Je cru entendre un sourire et elle poursuivit :
-Je suis arrivée ici il y a un an à peine, je ne connais quasiment personne. Rien d'étonnant à cela, je passais, depuis le déménagement tout mon temps, à la maison avec mon père, sa santé se dégradant lentement. La formule "un être vous manque et tout est dépeuplé" n'a jamais eu autant de sens pour moi." ricana-t-elle.
Les mots sortirent tous seuls de ma bouche, sans que je n'ai pu les soupeser avant, ces mots qui contenaient tout ce dont elle avait besoin.
"Ton père t'aime quoi que tu fasses et je suis là maintenant, je vais t'aider!"
J'étais encore frappée par la sincérité de mes propos si spontanés, quand une tête blonde émergea de derrière la palissade. Ses yeux humides mais rieurs me scrutèrent sans retenue, un moment, me jaugeant. Elle me lanca alors, comme après une mûre réflexion :
"Lou!"
Je haussai les sourcils, sans comprendre. Elle ajouta en réponse à mon incompréhension :
"Si on doit devenir amies, ce ne serait pas mal que je connaisse ton nom aussi!"
Je ris, surprise par ce revirement de situation et hochai la tête. Elle était vraiment imprévisible, songeai-je.
"C'est juste "entamai-je "Tu peux m'appeller Alice!"
Elle s'assit à côté de moi, et commença à discourir sans pouvoir s'arrêter sur le cinéma, les romans, la musique,le théâtre... parlant ce langage universel de l'art et reprenant sans plus de cérémonie notre première conversation là, où je l'avais laissée.

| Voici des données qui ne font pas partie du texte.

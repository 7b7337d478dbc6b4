//! Résumé d'occupation du sol par parcelle et par année
//!
//! Les appels (parcelle × année) sont indépendants et partent en parallèle,
//! bornés par `concurrency`. Le premier échec interrompt le lot: les appels
//! encore en vol sont abandonnés et aucun résultat partiel n'est retourné.

use futures::future::{BoxFuture, FutureExt};
use futures::stream::{self, StreamExt, TryStreamExt};
use tracing::{debug, info};

use crate::client::StatisticsSource;
use crate::stats::histogram_to_areas;
use crate::{LandcoverError, Parcel, ParcelLandCover, YearRange};

/// Résume une parcelle pour une année
///
/// La parcelle doit avoir été persistée: identifiant non vide et surface
/// positive, sinon aucun appel externe n'est fait.
pub async fn summarize_land_cover(
    source: &dyn StatisticsSource,
    parcel: &Parcel,
    year: i32,
) -> Result<Vec<ParcelLandCover>, LandcoverError> {
    if parcel.id.is_empty() {
        return Err(LandcoverError::invalid_parcel(
            "<unset>",
            "parcel has no id, persist it first",
        ));
    }
    if !(parcel.area_sq_m > 0.0) {
        return Err(LandcoverError::invalid_parcel(
            parcel.id.clone(),
            format!("area must be positive, got {}", parcel.area_sq_m),
        ));
    }

    let search_id = source.register_search(year).await?;
    let stats = source.categorical_statistics(&search_id, parcel).await?;
    let rows = histogram_to_areas(parcel, year, &stats)?;

    debug!(
        parcel_id = %parcel.id,
        year = year,
        classes = rows.len(),
        "Parcel year summarized"
    );
    Ok(rows)
}

/// Résume toutes les parcelles pour toutes les années
pub async fn summarize_parcels(
    source: &dyn StatisticsSource,
    parcels: &[Parcel],
    years: YearRange,
    concurrency: usize,
) -> Result<Vec<ParcelLandCover>, LandcoverError> {
    years.validate()?;

    // Futures construites avant le stream: le future englobant reste `Send`
    let jobs: Vec<BoxFuture<'_, Result<Vec<ParcelLandCover>, LandcoverError>>> = parcels
        .iter()
        .flat_map(move |parcel| {
            years
                .iter()
                .map(move |year| summarize_land_cover(source, parcel, year).boxed())
        })
        .collect();
    let job_count = jobs.len();

    let results: Vec<Vec<ParcelLandCover>> = stream::iter(jobs)
        .buffer_unordered(concurrency.max(1))
        .try_collect()
        .await?;

    let mut rows: Vec<ParcelLandCover> = results.into_iter().flatten().collect();
    rows.sort_by(|a, b| {
        (a.parcel_id.as_str(), a.year, a.value).cmp(&(b.parcel_id.as_str(), b.year, b.value))
    });

    info!(
        parcels = parcels.len(),
        calls = job_count,
        rows = rows.len(),
        "Land cover summarized"
    );
    Ok(rows)
}

#[cfg(test)]
mod tests {
    use super::*;
    use crate::stats::BandStatistics;
    use async_trait::async_trait;
    use geo::MultiPolygon;
    use std::sync::atomic::{AtomicUsize, Ordering};
    use std::sync::Arc;

    /// Source en mémoire: même histogramme pour toutes les années
    struct FixedSource {
        stats: BandStatistics,
        fail_year: Option<i32>,
        registered: AtomicUsize,
    }

    impl FixedSource {
        fn new(stats: BandStatistics) -> Self {
            Self {
                stats,
                fail_year: None,
                registered: AtomicUsize::new(0),
            }
        }
    }

    #[async_trait]
    impl StatisticsSource for FixedSource {
        async fn register_search(&self, year: i32) -> Result<String, LandcoverError> {
            self.registered.fetch_add(1, Ordering::SeqCst);
            if Some(year) == self.fail_year {
                return Err(LandcoverError::Upstream {
                    url: "http://raster/searches/register".into(),
                    status: 500,
                    body: "boom".into(),
                });
            }
            Ok(format!("search-{}", year))
        }

        async fn categorical_statistics(
            &self,
            search_id: &str,
            _parcel: &Parcel,
        ) -> Result<BandStatistics, LandcoverError> {
            assert!(search_id.starts_with("search-"));
            Ok(self.stats.clone())
        }
    }

    fn parcel(id: &str, area: f64) -> Parcel {
        Parcel {
            id: id.into(),
            geometry: MultiPolygon::new(vec![]),
            area_sq_m: area,
        }
    }

    #[tokio::test]
    async fn test_single_year_scenario() {
        let source = FixedSource::new(BandStatistics::new(
            vec![1, 2],
            vec![5_000.0, 5_000.0],
            10_000.0,
        ));

        let rows = summarize_land_cover(&source, &parcel("sq", 10_000.0), 2020)
            .await
            .unwrap();

        assert_eq!(rows.len(), 2);
        assert_eq!(rows[0].area_sq_m, 5_000.0);
        assert_eq!(rows[1].area_sq_m, 5_000.0);
    }

    #[tokio::test]
    async fn test_rejects_unpersisted_parcel() {
        let source = FixedSource::new(BandStatistics::new(vec![1], vec![1.0], 1.0));

        let err = summarize_land_cover(&source, &parcel("p", 0.0), 2020)
            .await
            .unwrap_err();
        assert!(err.is_validation());

        let err = summarize_land_cover(&source, &parcel("", 10.0), 2020)
            .await
            .unwrap_err();
        assert!(err.is_validation());

        assert_eq!(source.registered.load(Ordering::SeqCst), 0);
    }

    #[tokio::test]
    async fn test_all_parcels_all_years() {
        let source = FixedSource::new(BandStatistics::new(
            vec![1, 2, 5],
            vec![10.0, 20.0, 70.0],
            100.0,
        ));
        let parcels = vec![parcel("a", 1_000.0), parcel("b", 2_000.0)];
        let years = YearRange::default();

        let rows = summarize_parcels(&source, &parcels, years, years.len())
            .await
            .unwrap();

        assert_eq!(rows.len(), 2 * 7 * 3);
        assert_eq!(source.registered.load(Ordering::SeqCst), 14);

        for p in &parcels {
            for year in years.iter() {
                let total: f64 = rows
                    .iter()
                    .filter(|r| r.parcel_id == p.id && r.year == year)
                    .map(|r| r.area_sq_m)
                    .sum();
                assert!((total - p.area_sq_m).abs() < 1e-9);
            }
        }
    }

    #[tokio::test]
    async fn test_one_failing_year_aborts_all() {
        let mut source = FixedSource::new(BandStatistics::new(vec![1], vec![1.0], 1.0));
        source.fail_year = Some(2019);

        let result =
            summarize_parcels(&source, &[parcel("a", 10.0)], YearRange::default(), 7).await;
        assert!(matches!(
            result,
            Err(LandcoverError::Upstream { status: 500, .. })
        ));
    }

    #[tokio::test]
    async fn test_fan_out_runs_on_spawned_task() {
        let source: Arc<dyn StatisticsSource> = Arc::new(FixedSource::new(BandStatistics::new(
            vec![1, 2],
            vec![1.0, 3.0],
            4.0,
        )));
        let parcels = vec![parcel("a", 400.0), parcel("b", 800.0)];
        let years = YearRange::new(2021, 2023).unwrap();

        // tokio::spawn exige un future `Send + 'static`
        let handle = tokio::spawn(async move {
            summarize_parcels(source.as_ref(), &parcels, years, 2).await
        });

        let rows = handle.await.unwrap().unwrap();
        assert_eq!(rows.len(), 2 * 3 * 2);
        assert_eq!(rows[0].parcel_id, "a");
        assert_eq!(rows[0].area_sq_m, 100.0);
    }
}
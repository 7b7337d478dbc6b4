//! Carte interactive des parcelles et de l'occupation du sol
//!
//! Les tuiles de parcelles viennent du service vecteur, celles de
//! l'occupation du sol (une couche par année) du service raster.

pub mod html;

use futures::future::{BoxFuture, FutureExt};
use futures::stream::{self, StreamExt, TryStreamExt};
use landcover::{LandcoverError, RasterClient, StatisticsSource};
use serde::Deserialize;
use serde_json::Value;
use tracing::debug;

use crate::config::Settings;
use crate::vector::{Bbox, VectorClient};

/// Collection de fonction tipg filtrant les perturbations forestières
pub const FOREST_DISTURBANCE_COLLECTION: &str = "pg_temp.forest_disturbance";

/// Paramètres de `GET /map`
#[derive(Debug, Clone, Default, Deserialize)]
pub struct MapQuery {
    pub id: Option<String>,
    pub start_year: Option<i32>,
    pub end_year: Option<i32>,
    pub area_threshold: Option<i64>,
}

/// Contenu d'une carte prêt à être rendu
#[derive(Debug, Clone)]
pub struct MapView {
    pub title: String,
    pub bounds: Bbox,
    pub parcel_tiles: String,
    /// URL de tuiles par année
    pub landcover_tiles: Vec<(i32, String)>,
}

/// Interroge les services vecteur et raster pour composer la carte
pub async fn build_map_view(
    settings: &Settings,
    raster: &RasterClient,
    vector: &VectorClient,
    query: &MapQuery,
) -> Result<MapView, LandcoverError> {
    let parcel_collection = format!("{}.parcel", settings.schema);
    let mut bounds = vector.collection_extent(&parcel_collection).await?;

    let (title, parcel_tilejson) = match (query.start_year, query.end_year, query.area_threshold) {
        (Some(start_year), Some(end_year), Some(area_threshold)) => {
            let params = vec![
                ("start_year".to_string(), start_year.to_string()),
                ("end_year".to_string(), end_year.to_string()),
                ("area_threshold".to_string(), area_threshold.to_string()),
            ];
            let title = format!(
                "parcels with forest disturbances over {} square meters between {} and {}",
                area_threshold, start_year, end_year
            );
            let tilejson = vector
                .tilejson(FOREST_DISTURBANCE_COLLECTION, &params)
                .await?;
            (title, tilejson)
        }
        _ => {
            let (title, params) = match &query.id {
                Some(id) => (
                    format!("parcel_id = {}", id),
                    vec![("ids".to_string(), id.clone())],
                ),
                None => ("all parcels".to_string(), Vec::new()),
            };
            let tilejson = vector.tilejson(&parcel_collection, &params).await?;
            (title, tilejson)
        }
    };

    let parcel_tiles = public_tile_url(
        &parcel_tilejson,
        vector.base_url(),
        settings.vector_public_endpoint.as_deref(),
    )?;

    if let Some(id) = &query.id {
        bounds = vector.item_bbox(&parcel_collection, id).await?;
    }

    let info = raster.collection_info().await?;
    let render = &info["search"]["metadata"]["defaults"][raster.target().render_key.as_str()];
    if !render.is_object() {
        return Err(LandcoverError::invalid_response(format!(
            "collection {} has no `{}` render defaults",
            raster.target().collection_id,
            raster.target().render_key
        )));
    }
    let render_params = render_params(render);

    let render_params = &render_params;
    let layers: Vec<BoxFuture<'_, Result<(i32, String), LandcoverError>>> = settings
        .years
        .iter()
        .map(move |year| {
            async move {
                let search_id = raster.register_search(year).await?;
                let tilejson = raster.search_tilejson(&search_id, render_params).await?;
                let url = public_tile_url(
                    &tilejson,
                    raster.base_url(),
                    settings.raster_public_endpoint.as_deref(),
                )?;
                debug!(year = year, search_id = %search_id, "Landcover tile layer ready");
                Ok((year, url))
            }
            .boxed()
        })
        .collect();

    let landcover_tiles: Vec<(i32, String)> = stream::iter(layers)
        .buffered(settings.stats_concurrency())
        .try_collect()
        .await?;

    Ok(MapView {
        title,
        bounds,
        parcel_tiles,
        landcover_tiles,
    })
}

/// Convertit les paramètres de rendu en paramètres de requête
///
/// Les listes deviennent des clés répétées, les objets (colormap) une chaîne JSON.
pub fn render_params(render: &Value) -> Vec<(String, String)> {
    let Some(object) = render.as_object() else {
        return Vec::new();
    };

    let mut params = Vec::new();
    for (key, value) in object {
        match value {
            Value::Null => {}
            Value::String(s) => params.push((key.clone(), s.clone())),
            Value::Array(items) => {
                for item in items {
                    let item = match item {
                        Value::String(s) => s.clone(),
                        other => other.to_string(),
                    };
                    params.push((key.clone(), item));
                }
            }
            other => params.push((key.clone(), other.to_string())),
        }
    }
    params
}

/// Première URL de tuiles d'un TileJSON, réécrite vers l'URL publique
pub fn public_tile_url(
    tilejson: &Value,
    internal: &str,
    public: Option<&str>,
) -> Result<String, LandcoverError> {
    let url = tilejson["tiles"][0]
        .as_str()
        .ok_or_else(|| LandcoverError::invalid_response("tilejson has no tiles"))?;

    Ok(match public {
        Some(public) if url.starts_with(internal) => {
            format!("{}{}", public.trim_end_matches('/'), &url[internal.len()..])
        }
        _ => url.to_string(),
    })
}
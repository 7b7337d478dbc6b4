//! Pool de connexions PostgreSQL

use anyhow::{Context, Result};
use deadpool_postgres::{Config, Pool, PoolConfig, Runtime, Timeouts};
use std::time::Duration;
use tokio_postgres::NoTls;
use tokio_postgres_rustls::MakeRustlsConnect;

/// Mode SSL pour la connexion PostgreSQL
#[derive(Debug, Clone, Copy, Default, PartialEq, Eq)]
pub enum SslMode {
    /// Pas de SSL (défaut)
    #[default]
    Disable,
    /// SSL préféré mais non requis
    Prefer,
    /// SSL requis
    Require,
}

impl std::str::FromStr for SslMode {
    type Err = String;

    fn from_str(s: &str) -> Result<Self, Self::Err> {
        match s.to_lowercase().as_str() {
            "disable" | "off" | "false" | "no" => Ok(SslMode::Disable),
            "prefer" => Ok(SslMode::Prefer),
            "require" | "on" | "true" | "yes" => Ok(SslMode::Require),
            _ => Err(format!("Invalid SSL mode: {}. Use: disable, prefer, require", s)),
        }
    }
}

impl SslMode {
    /// Mode transmis à tokio-postgres: `Require` refuse le repli en clair
    pub fn to_pg(self) -> deadpool_postgres::SslMode {
        match self {
            SslMode::Disable => deadpool_postgres::SslMode::Disable,
            SslMode::Prefer => deadpool_postgres::SslMode::Prefer,
            SslMode::Require => deadpool_postgres::SslMode::Require,
        }
    }
}

/// Configuration de la base de données
#[derive(Debug, Clone)]
pub struct DatabaseConfig {
    pub host: String,
    pub port: u16,
    pub dbname: String,
    pub user: String,
    pub password: Option<String>,
    pub pool_size: usize,
    pub ssl_mode: SslMode,
}

impl Default for DatabaseConfig {
    fn default() -> Self {
        Self {
            host: "localhost".into(),
            port: 5432,
            dbname: "business".into(),
            user: "postgres".into(),
            password: None,
            pool_size: 16,
            ssl_mode: SslMode::Disable,
        }
    }
}

impl DatabaseConfig {
    /// Charge la configuration depuis les variables d'environnement
    pub fn from_env() -> Self {
        let defaults = Self::default();
        Self {
            host: std::env::var("PGHOST").unwrap_or(defaults.host),
            port: std::env::var("PGPORT")
                .ok()
                .and_then(|p| p.parse().ok())
                .unwrap_or(defaults.port),
            dbname: std::env::var("PGDATABASE").unwrap_or(defaults.dbname),
            user: std::env::var("PGUSER").unwrap_or(defaults.user),
            password: std::env::var("PGPASSWORD").ok(),
            pool_size: std::env::var("POOL_SIZE")
                .ok()
                .and_then(|s| s.parse().ok())
                .unwrap_or(defaults.pool_size),
            ssl_mode: std::env::var("PGSSLMODE")
                .ok()
                .and_then(|s| s.parse().ok())
                .unwrap_or_default(),
        }
    }

    /// Applique les surcharges passées en ligne de commande
    pub fn apply_overrides(
        &mut self,
        host: Option<String>,
        database: Option<String>,
        user: Option<String>,
        password: Option<String>,
        port: Option<u16>,
        ssl: Option<String>,
    ) -> Result<()> {
        if let Some(host) = host {
            self.host = host;
        }
        if let Some(database) = database {
            self.dbname = database;
        }
        if let Some(user) = user {
            self.user = user;
        }
        if password.is_some() {
            self.password = password;
        }
        if let Some(port) = port {
            self.port = port;
        }
        if let Some(ssl) = ssl {
            self.ssl_mode = ssl.parse().map_err(anyhow::Error::msg)?;
        }
        Ok(())
    }
}

/// Crée la configuration TLS pour rustls
fn make_tls_connector() -> Result<MakeRustlsConnect> {
    let root_store = rustls::RootCertStore::from_iter(
        webpki_roots::TLS_SERVER_ROOTS.iter().cloned()
    );

    let config = rustls::ClientConfig::builder()
        .with_root_certificates(root_store)
        .with_no_client_auth();

    Ok(MakeRustlsConnect::new(config))
}

/// Crée un pool de connexions
///
/// Aucune connexion n'est ouverte ici: la première est établie au premier `get()`.
pub fn create_pool(config: &DatabaseConfig) -> Result<Pool> {
    let cfg = pg_config(config);

    match config.ssl_mode {
        SslMode::Disable => {
            cfg.create_pool(Some(Runtime::Tokio1), NoTls)
                .context("Failed to create database pool")
        }
        SslMode::Prefer | SslMode::Require => {
            let tls = make_tls_connector()?;
            cfg.create_pool(Some(Runtime::Tokio1), tls)
                .context("Failed to create database pool with TLS")
        }
    }
}

/// Configuration deadpool (connexion, mode SSL, taille et délais du pool)
fn pg_config(config: &DatabaseConfig) -> Config {
    let mut cfg = Config::new();
    cfg.host = Some(config.host.clone());
    cfg.port = Some(config.port);
    cfg.dbname = Some(config.dbname.clone());
    cfg.user = Some(config.user.clone());
    cfg.password = config.password.clone();
    cfg.ssl_mode = Some(config.ssl_mode.to_pg());

    cfg.pool = Some(PoolConfig {
        max_size: config.pool_size,
        timeouts: Timeouts {
            wait: Some(Duration::from_secs(30)),
            create: Some(Duration::from_secs(10)),
            recycle: Some(Duration::from_secs(30)),
        },
        ..Default::default()
    });
    cfg
}

/// Teste la connexion à la base
pub async fn test_connection(pool: &Pool) -> Result<()> {
    let client = pool
        .get()
        .await
        .context("Failed to get connection from pool")?;
    client
        .execute("SELECT 1", &[])
        .await
        .context("Connection test failed")?;
    Ok(())
}

#[cfg(test)]
mod tests {
    use super::*;

    #[test]
    fn test_ssl_mode_parse() {
        assert_eq!("require".parse::<SslMode>(), Ok(SslMode::Require));
        assert_eq!("OFF".parse::<SslMode>(), Ok(SslMode::Disable));
        assert_eq!("prefer".parse::<SslMode>(), Ok(SslMode::Prefer));
        assert!("verify-full".parse::<SslMode>().is_err());
    }

    #[test]
    fn test_ssl_mode_to_pg() {
        assert!(matches!(
            SslMode::Require.to_pg(),
            deadpool_postgres::SslMode::Require
        ));
        assert!(matches!(
            SslMode::Prefer.to_pg(),
            deadpool_postgres::SslMode::Prefer
        ));
        assert!(matches!(
            SslMode::Disable.to_pg(),
            deadpool_postgres::SslMode::Disable
        ));
    }

    #[test]
    fn test_require_is_enforced() {
        let config = DatabaseConfig {
            ssl_mode: SslMode::Require,
            ..Default::default()
        };
        assert!(matches!(
            pg_config(&config).ssl_mode,
            Some(deadpool_postgres::SslMode::Require)
        ));

        let config = DatabaseConfig::default();
        assert!(matches!(
            pg_config(&config).ssl_mode,
            Some(deadpool_postgres::SslMode::Disable)
        ));
    }

    #[test]
    fn test_overrides() {
        let mut config = DatabaseConfig::default();
        config
            .apply_overrides(
                Some("db.internal".into()),
                None,
                Some("business".into()),
                None,
                Some(6543),
                Some("require".into()),
            )
            .unwrap();

        assert_eq!(config.host, "db.internal");
        assert_eq!(config.dbname, "business");
        assert_eq!(config.user, "business");
        assert_eq!(config.port, 6543);
        assert_eq!(config.ssl_mode, SslMode::Require);
        assert!(config
            .apply_overrides(None, None, None, None, None, Some("bogus".into()))
            .is_err());
    }

    #[test]
    fn test_create_pool_is_lazy() {
        let config = DatabaseConfig {
            host: "127.0.0.1".into(),
            port: 1,
            ..Default::default()
        };
        assert!(create_pool(&config).is_ok());
    }
}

Je la détaillai pendant son monologue. Ses fins cheveux blonds encadraient un pale visage, percé de deux yeux d'un bleu profond révélant de nombreuses nuances. Ses gestes trahissaient tout son enthousiasme, toute sa combativité. Je restai admirative devant tant de force de caractère, devant sa capacité à rebondir si vite, à aller de l'avant quoi qu'il lui en coûte. Cette fille était comme un torrent, capable de surmonter tous les obstacles qui se dressaient devant elle, impétueuse, brusque,vive.
Son caractère contrastait nettement avec le mien mais malgré tout, nous nous entendions à la perfection. Plus jamais, nous n'avons reparler de son père ou de sa mère. Je ne la forçai pas même si j'étais chatouillée par la curiosité, je respectai ses choix. Cela faisait déjà trois ans. Nous avions construit une amitié solide, faites de fou-rires, de partage et d'une compréhension tacite.
Lou venait de rater son bac. L'angoisse me rongeait le ventre, depuis que j'avais lu son court message. Les rattrapages étaient à sa portée, j'en étais certaine. Je l'avais assez fait travailler pour avoir cette conviction. Cela restait quand même un coup dur pour elle, elle allait avoir besoin de moi.